== Input records

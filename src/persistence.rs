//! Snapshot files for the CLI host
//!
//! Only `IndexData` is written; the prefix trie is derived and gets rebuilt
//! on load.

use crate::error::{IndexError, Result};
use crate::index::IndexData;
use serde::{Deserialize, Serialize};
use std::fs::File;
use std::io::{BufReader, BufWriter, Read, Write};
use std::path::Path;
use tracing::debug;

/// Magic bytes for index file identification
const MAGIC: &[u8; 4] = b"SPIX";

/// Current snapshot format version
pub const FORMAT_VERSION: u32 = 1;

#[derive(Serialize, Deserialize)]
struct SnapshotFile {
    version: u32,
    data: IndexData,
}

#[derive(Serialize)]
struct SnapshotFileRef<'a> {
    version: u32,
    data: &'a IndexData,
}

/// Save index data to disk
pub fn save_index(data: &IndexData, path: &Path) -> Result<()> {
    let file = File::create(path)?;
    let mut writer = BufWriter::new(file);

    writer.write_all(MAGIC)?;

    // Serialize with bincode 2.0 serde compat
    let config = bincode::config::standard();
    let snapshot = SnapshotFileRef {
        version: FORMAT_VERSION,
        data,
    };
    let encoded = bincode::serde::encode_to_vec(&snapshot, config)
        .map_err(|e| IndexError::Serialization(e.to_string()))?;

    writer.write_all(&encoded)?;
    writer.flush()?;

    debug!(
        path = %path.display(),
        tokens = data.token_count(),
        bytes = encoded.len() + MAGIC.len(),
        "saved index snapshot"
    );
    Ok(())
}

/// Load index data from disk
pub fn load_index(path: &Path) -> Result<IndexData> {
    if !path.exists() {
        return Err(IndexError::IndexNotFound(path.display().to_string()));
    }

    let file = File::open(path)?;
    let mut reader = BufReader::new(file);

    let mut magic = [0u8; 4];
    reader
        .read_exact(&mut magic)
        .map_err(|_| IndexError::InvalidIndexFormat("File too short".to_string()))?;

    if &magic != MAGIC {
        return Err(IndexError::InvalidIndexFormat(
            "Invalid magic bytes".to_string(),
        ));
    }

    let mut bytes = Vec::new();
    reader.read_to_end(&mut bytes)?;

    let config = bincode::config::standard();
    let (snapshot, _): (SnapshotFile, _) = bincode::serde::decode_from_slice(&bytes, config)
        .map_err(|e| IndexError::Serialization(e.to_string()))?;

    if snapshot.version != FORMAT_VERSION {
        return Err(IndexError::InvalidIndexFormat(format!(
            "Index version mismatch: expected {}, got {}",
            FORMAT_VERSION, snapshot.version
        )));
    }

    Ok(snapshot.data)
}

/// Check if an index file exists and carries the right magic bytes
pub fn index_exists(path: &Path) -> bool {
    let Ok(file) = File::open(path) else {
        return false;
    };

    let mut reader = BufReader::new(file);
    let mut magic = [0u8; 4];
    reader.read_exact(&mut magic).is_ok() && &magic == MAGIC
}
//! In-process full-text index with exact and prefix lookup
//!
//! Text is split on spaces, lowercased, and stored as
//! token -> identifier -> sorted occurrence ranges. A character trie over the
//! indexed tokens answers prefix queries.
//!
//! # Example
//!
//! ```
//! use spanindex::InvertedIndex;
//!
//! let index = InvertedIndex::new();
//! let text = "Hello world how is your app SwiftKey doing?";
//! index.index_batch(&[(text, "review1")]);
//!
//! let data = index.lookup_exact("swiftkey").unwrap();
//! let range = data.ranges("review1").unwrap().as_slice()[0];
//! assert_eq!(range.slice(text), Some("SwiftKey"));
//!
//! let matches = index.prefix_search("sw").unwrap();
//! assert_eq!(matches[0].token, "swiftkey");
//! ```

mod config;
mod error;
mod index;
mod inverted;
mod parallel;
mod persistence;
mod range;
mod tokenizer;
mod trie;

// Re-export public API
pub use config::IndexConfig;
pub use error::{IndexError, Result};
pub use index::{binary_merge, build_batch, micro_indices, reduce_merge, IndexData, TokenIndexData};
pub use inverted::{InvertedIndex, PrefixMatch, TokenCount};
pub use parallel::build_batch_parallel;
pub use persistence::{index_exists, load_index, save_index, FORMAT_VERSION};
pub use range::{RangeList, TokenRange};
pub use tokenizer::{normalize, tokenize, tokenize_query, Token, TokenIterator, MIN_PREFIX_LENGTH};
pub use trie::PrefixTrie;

====
== Input records

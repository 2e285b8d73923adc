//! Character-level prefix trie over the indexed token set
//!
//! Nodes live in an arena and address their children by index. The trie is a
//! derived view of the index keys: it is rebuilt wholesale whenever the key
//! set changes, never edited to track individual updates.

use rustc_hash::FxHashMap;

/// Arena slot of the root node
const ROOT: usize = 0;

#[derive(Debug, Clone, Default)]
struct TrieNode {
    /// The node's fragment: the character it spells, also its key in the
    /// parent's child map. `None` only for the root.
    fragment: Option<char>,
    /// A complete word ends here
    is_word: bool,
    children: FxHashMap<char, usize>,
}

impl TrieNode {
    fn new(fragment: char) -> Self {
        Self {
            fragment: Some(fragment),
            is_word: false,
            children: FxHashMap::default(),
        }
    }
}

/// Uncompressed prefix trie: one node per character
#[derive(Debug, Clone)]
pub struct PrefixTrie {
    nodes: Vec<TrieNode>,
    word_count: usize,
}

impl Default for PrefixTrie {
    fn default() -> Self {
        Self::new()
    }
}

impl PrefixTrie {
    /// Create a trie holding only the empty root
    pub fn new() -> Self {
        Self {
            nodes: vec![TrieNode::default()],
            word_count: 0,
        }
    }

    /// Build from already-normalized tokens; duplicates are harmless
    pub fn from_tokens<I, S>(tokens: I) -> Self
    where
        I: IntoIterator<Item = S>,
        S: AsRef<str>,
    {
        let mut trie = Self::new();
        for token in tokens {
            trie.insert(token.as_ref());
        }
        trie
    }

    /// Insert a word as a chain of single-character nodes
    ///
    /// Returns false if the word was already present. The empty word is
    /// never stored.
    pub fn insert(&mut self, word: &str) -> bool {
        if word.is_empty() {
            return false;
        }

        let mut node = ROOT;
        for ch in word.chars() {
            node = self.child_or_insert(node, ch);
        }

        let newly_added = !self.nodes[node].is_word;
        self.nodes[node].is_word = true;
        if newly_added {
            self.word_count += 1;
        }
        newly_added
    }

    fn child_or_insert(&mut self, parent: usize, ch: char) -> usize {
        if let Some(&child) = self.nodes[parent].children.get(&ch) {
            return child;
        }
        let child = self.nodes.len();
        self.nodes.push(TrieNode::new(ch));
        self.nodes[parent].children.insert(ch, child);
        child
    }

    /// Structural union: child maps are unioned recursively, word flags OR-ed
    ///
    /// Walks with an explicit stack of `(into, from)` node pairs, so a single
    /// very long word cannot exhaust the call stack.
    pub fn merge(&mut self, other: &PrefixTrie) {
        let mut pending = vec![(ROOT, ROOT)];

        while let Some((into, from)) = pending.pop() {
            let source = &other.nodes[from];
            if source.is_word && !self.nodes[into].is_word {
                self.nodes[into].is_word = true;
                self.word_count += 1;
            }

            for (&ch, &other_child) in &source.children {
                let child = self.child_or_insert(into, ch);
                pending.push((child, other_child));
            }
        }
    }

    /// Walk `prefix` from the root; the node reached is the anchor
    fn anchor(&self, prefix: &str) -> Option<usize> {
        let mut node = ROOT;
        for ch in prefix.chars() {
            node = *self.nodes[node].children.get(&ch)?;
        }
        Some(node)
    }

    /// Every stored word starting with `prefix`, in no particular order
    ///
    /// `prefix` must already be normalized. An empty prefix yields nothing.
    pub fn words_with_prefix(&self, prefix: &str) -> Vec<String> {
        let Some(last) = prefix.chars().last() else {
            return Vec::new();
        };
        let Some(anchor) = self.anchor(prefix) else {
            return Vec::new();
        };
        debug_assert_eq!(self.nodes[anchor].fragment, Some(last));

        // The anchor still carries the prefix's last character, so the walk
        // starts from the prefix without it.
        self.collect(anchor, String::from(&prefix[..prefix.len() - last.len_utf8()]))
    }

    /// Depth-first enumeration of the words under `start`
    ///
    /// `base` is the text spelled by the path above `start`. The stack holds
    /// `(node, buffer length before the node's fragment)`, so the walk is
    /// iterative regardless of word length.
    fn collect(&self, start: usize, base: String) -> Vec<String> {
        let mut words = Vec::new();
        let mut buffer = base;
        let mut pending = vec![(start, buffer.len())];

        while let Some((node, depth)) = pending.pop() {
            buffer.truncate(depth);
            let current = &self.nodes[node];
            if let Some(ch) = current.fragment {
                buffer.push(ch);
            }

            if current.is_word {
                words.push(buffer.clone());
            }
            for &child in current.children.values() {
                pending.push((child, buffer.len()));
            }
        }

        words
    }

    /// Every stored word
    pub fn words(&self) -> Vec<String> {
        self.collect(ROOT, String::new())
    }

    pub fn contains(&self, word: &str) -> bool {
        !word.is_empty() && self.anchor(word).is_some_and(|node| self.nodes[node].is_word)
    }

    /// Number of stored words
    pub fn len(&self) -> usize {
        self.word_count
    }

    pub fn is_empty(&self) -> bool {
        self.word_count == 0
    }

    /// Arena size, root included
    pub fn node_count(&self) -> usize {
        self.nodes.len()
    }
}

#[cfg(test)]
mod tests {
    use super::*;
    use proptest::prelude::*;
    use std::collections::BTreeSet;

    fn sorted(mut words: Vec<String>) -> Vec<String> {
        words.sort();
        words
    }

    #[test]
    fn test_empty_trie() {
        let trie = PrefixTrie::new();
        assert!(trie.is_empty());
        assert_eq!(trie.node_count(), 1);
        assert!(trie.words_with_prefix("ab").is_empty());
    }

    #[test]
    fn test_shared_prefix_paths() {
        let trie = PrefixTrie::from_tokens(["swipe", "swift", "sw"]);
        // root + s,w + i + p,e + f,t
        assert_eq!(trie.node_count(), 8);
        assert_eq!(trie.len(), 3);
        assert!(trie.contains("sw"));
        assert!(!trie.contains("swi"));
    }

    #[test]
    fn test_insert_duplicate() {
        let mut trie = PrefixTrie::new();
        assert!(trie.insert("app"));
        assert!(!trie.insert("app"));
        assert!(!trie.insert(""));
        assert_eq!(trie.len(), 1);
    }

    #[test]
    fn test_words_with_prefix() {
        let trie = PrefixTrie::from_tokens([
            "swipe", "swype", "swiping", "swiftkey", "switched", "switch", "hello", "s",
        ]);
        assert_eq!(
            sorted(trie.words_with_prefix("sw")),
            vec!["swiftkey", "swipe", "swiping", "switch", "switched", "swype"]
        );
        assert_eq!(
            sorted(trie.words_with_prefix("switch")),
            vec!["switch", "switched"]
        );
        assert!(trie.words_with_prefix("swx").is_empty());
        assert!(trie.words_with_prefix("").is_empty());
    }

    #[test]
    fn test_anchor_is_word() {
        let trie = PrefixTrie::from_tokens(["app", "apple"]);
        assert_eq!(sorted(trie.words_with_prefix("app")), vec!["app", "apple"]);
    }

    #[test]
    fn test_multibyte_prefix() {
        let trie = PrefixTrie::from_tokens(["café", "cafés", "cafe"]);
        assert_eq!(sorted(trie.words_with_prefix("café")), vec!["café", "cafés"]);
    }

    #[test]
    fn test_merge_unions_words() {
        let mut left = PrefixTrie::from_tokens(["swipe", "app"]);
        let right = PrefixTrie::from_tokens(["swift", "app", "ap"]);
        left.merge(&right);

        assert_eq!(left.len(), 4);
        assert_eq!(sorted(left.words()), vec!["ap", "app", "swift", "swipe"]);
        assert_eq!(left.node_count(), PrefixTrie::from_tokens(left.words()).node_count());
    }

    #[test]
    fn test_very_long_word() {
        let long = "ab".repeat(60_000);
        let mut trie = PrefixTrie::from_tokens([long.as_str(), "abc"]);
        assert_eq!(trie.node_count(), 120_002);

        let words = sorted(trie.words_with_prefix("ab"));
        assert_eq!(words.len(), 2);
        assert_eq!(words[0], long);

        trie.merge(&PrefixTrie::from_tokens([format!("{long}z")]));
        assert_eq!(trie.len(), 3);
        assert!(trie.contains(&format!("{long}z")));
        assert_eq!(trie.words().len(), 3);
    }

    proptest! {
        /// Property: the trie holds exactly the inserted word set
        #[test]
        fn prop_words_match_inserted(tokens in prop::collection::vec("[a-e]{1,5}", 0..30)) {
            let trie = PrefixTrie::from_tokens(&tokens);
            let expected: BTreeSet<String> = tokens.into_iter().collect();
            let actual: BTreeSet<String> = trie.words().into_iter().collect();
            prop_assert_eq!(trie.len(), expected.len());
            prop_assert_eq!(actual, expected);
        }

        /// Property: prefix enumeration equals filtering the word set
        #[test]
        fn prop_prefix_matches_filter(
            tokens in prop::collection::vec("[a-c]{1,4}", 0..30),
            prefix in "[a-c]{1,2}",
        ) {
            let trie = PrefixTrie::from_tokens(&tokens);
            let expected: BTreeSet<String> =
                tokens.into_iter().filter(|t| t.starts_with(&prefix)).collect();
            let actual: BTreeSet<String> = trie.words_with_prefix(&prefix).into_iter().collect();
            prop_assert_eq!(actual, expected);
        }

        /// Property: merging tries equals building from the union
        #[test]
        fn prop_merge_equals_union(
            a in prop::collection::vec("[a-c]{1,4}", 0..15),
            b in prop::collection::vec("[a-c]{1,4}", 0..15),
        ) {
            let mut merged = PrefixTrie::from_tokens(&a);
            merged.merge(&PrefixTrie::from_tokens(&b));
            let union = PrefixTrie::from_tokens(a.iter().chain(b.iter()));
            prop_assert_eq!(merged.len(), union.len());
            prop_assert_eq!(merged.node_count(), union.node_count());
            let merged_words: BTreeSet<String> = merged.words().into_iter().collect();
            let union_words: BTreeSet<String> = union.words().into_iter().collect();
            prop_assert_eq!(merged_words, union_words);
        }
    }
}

====
== Input records

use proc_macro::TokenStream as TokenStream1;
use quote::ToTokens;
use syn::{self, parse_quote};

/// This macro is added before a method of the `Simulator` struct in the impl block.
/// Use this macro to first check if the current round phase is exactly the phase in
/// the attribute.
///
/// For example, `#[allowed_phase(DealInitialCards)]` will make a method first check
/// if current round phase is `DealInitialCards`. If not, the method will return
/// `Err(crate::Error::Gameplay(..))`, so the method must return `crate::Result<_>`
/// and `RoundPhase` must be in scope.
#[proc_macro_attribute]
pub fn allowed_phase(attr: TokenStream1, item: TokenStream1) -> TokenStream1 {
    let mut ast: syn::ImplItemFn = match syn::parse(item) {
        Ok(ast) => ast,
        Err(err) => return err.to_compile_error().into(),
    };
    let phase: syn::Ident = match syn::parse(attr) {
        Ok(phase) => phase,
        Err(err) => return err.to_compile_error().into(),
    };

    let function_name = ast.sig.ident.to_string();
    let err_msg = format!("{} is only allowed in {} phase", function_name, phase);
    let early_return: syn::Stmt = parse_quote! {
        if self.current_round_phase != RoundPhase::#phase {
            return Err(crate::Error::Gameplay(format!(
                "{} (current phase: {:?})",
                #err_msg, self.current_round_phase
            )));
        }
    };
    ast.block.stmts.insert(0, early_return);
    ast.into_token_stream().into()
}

====

**Your instructions**
Everything above from the line with "filename src/persistence.rs" to the line with "const MAGIC: &[u8;", both included, must be repeated exactly, and nothing outside that range.

**Expected answer**
filename src/persistence.rs
//! Snapshot files for the CLI host
//!
//! Only `IndexData` is written; the prefix trie is derived and gets rebuilt
//! on load.

use crate::error::{IndexError, Result};
use crate::index::IndexData;
use serde::{Deserialize, Serialize};
use std::fs::File;
use std::io::{BufReader, BufWriter, Read, Write};
use std::path::Path;
use tracing::debug;

/// Magic bytes for index file identification
const MAGIC: &[u8; 4] = b"SPIX";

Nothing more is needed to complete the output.